#### Exercise input
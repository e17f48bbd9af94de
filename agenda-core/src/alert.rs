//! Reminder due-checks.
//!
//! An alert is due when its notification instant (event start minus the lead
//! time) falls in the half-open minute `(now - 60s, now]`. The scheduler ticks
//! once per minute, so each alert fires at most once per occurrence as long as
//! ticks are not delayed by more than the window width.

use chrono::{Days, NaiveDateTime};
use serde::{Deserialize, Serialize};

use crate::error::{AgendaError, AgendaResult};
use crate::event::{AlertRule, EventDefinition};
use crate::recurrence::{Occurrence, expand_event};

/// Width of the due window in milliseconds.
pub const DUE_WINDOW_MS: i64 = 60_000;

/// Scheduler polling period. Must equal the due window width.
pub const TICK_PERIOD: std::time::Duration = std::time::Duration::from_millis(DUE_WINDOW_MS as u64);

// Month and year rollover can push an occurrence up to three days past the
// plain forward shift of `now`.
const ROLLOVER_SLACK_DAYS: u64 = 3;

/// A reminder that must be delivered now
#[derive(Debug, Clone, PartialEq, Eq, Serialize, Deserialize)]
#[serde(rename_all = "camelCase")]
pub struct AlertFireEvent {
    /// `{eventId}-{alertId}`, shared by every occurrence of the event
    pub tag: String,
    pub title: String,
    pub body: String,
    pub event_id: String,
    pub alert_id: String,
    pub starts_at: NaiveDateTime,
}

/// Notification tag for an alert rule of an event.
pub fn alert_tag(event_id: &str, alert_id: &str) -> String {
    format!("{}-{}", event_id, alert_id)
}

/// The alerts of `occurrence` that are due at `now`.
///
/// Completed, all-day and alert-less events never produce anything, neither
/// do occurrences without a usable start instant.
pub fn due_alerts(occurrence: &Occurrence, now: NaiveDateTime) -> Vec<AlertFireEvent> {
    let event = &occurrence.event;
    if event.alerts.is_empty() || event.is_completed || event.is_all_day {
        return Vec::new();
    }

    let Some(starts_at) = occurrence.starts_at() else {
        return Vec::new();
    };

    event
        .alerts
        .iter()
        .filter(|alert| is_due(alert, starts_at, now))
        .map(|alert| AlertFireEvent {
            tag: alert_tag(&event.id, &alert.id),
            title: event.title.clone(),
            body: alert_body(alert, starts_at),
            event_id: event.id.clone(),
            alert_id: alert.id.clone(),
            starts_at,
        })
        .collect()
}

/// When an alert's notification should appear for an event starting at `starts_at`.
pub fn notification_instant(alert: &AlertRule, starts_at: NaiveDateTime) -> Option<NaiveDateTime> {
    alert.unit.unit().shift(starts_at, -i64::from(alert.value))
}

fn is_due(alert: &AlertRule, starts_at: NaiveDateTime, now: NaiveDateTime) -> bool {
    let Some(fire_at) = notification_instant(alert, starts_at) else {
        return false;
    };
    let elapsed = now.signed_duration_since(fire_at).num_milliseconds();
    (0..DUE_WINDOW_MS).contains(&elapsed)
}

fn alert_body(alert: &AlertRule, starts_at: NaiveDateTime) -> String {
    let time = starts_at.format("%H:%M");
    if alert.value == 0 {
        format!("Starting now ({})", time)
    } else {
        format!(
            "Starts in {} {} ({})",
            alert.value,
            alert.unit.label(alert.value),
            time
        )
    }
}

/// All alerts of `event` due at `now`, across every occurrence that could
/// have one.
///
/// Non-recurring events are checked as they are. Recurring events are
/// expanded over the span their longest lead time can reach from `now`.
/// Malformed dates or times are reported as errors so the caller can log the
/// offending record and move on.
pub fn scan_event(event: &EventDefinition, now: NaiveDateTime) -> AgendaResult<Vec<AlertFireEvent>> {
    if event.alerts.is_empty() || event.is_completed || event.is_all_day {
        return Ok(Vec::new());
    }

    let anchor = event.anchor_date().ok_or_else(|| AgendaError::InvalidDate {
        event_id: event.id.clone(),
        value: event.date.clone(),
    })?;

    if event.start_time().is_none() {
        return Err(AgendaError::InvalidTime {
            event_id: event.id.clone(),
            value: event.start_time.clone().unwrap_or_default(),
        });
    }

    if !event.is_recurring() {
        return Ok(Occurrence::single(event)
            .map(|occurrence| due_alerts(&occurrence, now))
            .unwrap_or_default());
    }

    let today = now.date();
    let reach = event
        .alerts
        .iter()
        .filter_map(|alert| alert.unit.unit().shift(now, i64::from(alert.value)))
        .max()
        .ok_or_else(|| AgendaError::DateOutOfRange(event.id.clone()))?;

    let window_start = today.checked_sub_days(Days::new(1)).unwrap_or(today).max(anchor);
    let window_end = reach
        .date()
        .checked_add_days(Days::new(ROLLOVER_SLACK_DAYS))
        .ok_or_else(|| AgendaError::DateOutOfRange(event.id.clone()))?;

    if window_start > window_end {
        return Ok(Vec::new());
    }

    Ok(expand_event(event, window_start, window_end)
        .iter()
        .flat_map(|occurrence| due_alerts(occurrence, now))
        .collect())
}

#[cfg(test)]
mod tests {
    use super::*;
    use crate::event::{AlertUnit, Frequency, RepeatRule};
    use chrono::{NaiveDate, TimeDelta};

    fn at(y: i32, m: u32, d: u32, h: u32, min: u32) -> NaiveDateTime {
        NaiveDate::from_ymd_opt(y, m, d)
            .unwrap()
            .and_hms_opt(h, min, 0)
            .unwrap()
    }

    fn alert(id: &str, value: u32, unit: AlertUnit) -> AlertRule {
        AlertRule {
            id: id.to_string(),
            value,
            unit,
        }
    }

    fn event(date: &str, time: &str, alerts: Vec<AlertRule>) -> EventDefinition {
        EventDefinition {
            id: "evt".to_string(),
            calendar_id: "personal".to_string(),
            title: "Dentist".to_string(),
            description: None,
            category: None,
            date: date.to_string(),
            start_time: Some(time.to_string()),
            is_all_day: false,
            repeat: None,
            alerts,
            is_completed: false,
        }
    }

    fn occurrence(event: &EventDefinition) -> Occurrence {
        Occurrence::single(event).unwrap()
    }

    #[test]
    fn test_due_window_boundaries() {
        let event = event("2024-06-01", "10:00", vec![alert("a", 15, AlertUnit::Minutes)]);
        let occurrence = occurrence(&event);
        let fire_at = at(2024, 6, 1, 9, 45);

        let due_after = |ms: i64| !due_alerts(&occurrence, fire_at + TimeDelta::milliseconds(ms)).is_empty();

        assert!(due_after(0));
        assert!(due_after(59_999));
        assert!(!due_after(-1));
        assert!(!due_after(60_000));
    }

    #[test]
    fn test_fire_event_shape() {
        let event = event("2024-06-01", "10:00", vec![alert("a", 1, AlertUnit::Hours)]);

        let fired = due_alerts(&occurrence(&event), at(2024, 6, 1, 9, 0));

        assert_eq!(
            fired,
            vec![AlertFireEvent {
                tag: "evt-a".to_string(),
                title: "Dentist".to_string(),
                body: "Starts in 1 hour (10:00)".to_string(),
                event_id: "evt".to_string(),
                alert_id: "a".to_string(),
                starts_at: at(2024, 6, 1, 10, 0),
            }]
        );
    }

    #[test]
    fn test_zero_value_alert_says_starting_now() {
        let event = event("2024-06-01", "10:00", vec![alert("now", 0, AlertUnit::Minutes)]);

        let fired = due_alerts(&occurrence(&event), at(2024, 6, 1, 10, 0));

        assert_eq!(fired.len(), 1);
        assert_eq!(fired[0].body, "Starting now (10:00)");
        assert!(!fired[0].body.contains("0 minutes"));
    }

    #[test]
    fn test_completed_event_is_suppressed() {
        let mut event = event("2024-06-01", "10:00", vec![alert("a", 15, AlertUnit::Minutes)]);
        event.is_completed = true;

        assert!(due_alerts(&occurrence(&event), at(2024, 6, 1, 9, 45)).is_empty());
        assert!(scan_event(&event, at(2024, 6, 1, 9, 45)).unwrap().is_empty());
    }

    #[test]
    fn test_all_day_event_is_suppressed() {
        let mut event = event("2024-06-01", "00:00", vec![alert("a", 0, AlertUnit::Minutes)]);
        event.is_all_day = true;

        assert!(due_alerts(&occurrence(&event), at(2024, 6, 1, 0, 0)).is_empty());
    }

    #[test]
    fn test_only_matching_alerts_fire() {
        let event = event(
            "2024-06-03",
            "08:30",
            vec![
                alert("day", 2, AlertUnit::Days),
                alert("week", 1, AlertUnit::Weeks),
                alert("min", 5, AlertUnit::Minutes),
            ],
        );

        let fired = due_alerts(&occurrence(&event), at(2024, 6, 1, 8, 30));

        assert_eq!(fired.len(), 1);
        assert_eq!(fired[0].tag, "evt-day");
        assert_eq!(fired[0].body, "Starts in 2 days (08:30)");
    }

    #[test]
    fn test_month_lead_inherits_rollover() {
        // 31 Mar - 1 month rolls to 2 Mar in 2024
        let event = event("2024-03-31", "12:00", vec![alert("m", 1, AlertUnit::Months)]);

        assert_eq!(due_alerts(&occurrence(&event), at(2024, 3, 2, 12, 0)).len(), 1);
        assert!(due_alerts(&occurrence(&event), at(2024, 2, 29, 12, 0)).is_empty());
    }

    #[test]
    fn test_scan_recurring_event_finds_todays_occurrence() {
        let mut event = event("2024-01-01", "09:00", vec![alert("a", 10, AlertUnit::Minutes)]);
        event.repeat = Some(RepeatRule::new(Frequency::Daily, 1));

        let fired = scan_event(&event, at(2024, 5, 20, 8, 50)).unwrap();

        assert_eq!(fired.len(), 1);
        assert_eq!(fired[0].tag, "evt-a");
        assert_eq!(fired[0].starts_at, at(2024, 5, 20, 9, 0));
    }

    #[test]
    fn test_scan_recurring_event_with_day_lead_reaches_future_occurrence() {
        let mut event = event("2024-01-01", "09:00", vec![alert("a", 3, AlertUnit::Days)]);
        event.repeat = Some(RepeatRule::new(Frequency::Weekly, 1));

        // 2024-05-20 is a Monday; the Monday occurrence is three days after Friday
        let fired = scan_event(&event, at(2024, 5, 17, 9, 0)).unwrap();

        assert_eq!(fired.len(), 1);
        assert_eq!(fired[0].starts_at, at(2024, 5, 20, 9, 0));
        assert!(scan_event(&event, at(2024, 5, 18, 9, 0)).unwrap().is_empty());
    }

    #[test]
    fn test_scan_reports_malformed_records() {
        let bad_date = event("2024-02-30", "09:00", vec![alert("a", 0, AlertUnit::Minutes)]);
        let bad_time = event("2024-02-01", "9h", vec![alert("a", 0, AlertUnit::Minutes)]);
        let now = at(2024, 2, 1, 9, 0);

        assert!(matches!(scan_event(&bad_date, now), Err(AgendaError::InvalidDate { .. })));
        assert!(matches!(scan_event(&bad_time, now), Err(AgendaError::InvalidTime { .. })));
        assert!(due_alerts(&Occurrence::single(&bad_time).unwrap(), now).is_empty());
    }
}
########
#### Exercise input
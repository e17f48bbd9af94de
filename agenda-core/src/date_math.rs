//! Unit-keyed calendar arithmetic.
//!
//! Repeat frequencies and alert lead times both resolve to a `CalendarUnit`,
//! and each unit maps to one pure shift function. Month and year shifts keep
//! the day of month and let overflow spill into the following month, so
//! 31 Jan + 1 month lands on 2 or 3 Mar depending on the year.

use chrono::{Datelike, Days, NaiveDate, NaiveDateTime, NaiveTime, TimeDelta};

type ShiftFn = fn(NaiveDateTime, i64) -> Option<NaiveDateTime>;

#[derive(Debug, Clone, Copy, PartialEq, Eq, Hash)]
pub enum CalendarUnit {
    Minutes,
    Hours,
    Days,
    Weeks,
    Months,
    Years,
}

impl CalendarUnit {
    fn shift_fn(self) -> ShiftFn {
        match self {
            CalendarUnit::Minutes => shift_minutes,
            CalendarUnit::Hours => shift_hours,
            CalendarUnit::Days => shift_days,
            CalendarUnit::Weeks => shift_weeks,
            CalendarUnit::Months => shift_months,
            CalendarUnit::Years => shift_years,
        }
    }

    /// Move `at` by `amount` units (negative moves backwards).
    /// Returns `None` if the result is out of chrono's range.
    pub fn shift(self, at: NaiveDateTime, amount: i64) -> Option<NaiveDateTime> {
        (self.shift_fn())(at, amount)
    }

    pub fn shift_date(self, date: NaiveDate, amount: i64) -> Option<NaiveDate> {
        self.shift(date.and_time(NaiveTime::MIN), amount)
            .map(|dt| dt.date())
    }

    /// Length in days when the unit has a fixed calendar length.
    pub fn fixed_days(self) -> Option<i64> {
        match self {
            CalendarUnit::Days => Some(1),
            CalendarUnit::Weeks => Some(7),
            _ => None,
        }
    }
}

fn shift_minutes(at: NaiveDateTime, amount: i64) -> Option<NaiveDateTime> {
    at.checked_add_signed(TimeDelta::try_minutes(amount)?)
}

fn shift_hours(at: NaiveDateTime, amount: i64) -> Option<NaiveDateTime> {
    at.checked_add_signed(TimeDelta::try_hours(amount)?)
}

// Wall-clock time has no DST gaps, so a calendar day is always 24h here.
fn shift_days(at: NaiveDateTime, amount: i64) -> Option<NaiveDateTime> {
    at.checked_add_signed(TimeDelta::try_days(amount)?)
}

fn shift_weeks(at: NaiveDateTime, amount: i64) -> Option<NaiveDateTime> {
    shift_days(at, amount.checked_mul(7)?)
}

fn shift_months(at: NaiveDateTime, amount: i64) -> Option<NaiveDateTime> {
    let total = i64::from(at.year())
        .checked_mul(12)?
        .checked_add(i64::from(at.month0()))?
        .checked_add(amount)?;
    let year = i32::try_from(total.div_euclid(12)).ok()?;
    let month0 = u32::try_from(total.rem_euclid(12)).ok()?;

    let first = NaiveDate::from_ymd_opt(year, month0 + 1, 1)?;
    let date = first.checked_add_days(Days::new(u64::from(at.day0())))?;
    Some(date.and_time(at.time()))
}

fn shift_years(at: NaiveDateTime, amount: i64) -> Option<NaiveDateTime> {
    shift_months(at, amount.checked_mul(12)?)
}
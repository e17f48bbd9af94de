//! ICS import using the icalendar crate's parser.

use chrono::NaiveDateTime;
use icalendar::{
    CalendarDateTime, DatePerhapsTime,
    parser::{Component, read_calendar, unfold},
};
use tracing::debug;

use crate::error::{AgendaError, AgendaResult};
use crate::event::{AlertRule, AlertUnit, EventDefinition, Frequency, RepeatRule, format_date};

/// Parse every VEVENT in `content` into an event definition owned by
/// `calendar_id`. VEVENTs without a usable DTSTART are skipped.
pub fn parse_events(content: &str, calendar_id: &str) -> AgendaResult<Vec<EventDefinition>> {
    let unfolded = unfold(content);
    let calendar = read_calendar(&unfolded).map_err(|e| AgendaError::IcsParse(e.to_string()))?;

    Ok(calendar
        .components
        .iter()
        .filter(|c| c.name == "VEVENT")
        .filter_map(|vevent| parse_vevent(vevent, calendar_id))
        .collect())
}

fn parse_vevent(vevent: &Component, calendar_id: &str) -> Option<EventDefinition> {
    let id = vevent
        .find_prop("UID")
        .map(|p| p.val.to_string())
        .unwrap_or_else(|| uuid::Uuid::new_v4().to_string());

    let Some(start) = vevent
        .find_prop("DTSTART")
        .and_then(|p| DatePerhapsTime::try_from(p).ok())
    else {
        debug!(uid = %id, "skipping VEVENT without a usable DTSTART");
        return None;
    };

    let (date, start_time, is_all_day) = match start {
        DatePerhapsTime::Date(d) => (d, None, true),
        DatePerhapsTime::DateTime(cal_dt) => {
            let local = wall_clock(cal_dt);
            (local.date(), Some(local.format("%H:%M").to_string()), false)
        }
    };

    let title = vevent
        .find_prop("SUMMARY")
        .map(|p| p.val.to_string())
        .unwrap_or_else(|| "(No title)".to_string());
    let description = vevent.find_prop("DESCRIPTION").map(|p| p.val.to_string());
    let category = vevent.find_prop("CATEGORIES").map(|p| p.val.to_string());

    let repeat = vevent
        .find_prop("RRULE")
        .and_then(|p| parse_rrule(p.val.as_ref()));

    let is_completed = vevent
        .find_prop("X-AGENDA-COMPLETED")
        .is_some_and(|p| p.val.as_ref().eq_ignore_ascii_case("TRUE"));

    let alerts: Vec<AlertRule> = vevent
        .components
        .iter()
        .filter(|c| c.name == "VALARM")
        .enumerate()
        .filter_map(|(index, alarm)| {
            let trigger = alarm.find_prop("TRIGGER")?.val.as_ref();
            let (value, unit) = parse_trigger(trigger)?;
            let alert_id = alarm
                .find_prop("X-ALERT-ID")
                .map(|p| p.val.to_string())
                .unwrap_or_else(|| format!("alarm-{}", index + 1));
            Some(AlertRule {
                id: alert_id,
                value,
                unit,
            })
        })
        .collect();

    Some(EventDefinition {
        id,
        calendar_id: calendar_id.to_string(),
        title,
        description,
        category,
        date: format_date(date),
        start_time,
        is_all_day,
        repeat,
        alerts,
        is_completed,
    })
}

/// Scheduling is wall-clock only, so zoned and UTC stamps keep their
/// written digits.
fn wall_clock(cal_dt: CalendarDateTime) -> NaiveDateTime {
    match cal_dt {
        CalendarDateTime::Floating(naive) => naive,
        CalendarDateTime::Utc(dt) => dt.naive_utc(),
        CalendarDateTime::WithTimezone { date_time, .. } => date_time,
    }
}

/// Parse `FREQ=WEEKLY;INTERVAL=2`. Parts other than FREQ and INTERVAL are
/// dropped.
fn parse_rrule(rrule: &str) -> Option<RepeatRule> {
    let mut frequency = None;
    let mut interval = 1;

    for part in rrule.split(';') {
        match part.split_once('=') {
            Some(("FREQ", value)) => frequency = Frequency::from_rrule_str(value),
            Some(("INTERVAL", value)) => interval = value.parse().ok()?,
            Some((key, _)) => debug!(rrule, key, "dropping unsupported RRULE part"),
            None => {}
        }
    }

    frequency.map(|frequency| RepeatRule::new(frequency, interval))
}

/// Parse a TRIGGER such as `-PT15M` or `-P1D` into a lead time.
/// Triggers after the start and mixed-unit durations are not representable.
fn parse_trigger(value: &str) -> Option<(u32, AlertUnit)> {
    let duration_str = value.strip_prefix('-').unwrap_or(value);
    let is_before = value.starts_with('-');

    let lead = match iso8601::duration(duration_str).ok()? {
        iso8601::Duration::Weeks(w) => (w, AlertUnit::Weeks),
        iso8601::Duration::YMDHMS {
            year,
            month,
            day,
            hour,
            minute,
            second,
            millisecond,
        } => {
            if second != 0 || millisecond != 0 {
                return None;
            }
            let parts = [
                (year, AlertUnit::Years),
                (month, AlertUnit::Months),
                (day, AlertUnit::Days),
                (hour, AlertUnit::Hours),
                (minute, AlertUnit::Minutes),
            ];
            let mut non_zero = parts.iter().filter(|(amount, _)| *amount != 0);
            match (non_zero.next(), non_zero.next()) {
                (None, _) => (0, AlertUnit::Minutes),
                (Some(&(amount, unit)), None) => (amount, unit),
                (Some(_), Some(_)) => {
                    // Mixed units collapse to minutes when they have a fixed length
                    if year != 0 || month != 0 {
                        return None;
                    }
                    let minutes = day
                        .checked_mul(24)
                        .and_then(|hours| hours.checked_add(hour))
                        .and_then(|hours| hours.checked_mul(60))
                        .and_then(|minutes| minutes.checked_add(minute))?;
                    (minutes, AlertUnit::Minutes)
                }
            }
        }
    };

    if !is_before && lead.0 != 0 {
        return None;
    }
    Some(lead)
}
########
- Task statement: Go to the line with "use chrono::NaiveDateTime;" in the entries above and repeat every line from there through the line with "let local = wall_clock(cal_dt);", exactly and with no other text.

- Output of the task:
use chrono::NaiveDateTime;
use icalendar::{
    CalendarDateTime, DatePerhapsTime,
    parser::{Component, read_calendar, unfold},
};
use tracing::debug;

use crate::error::{AgendaError, AgendaResult};
use crate::event::{AlertRule, AlertUnit, EventDefinition, Frequency, RepeatRule, format_date};

/// Parse every VEVENT in `content` into an event definition owned by
/// `calendar_id`. VEVENTs without a usable DTSTART are skipped.
pub fn parse_events(content: &str, calendar_id: &str) -> AgendaResult<Vec<EventDefinition>> {
    let unfolded = unfold(content);
    let calendar = read_calendar(&unfolded).map_err(|e| AgendaError::IcsParse(e.to_string()))?;

    Ok(calendar
        .components
        .iter()
        .filter(|c| c.name == "VEVENT")
        .filter_map(|vevent| parse_vevent(vevent, calendar_id))
        .collect())
}

fn parse_vevent(vevent: &Component, calendar_id: &str) -> Option<EventDefinition> {
    let id = vevent
        .find_prop("UID")
        .map(|p| p.val.to_string())
        .unwrap_or_else(|| uuid::Uuid::new_v4().to_string());

    let Some(start) = vevent
        .find_prop("DTSTART")
        .and_then(|p| DatePerhapsTime::try_from(p).ok())
    else {
        debug!(uid = %id, "skipping VEVENT without a usable DTSTART");
        return None;
    };

    let (date, start_time, is_all_day) = match start {
        DatePerhapsTime::Date(d) => (d, None, true),
        DatePerhapsTime::DateTime(cal_dt) => {
            let local = wall_clock(cal_dt);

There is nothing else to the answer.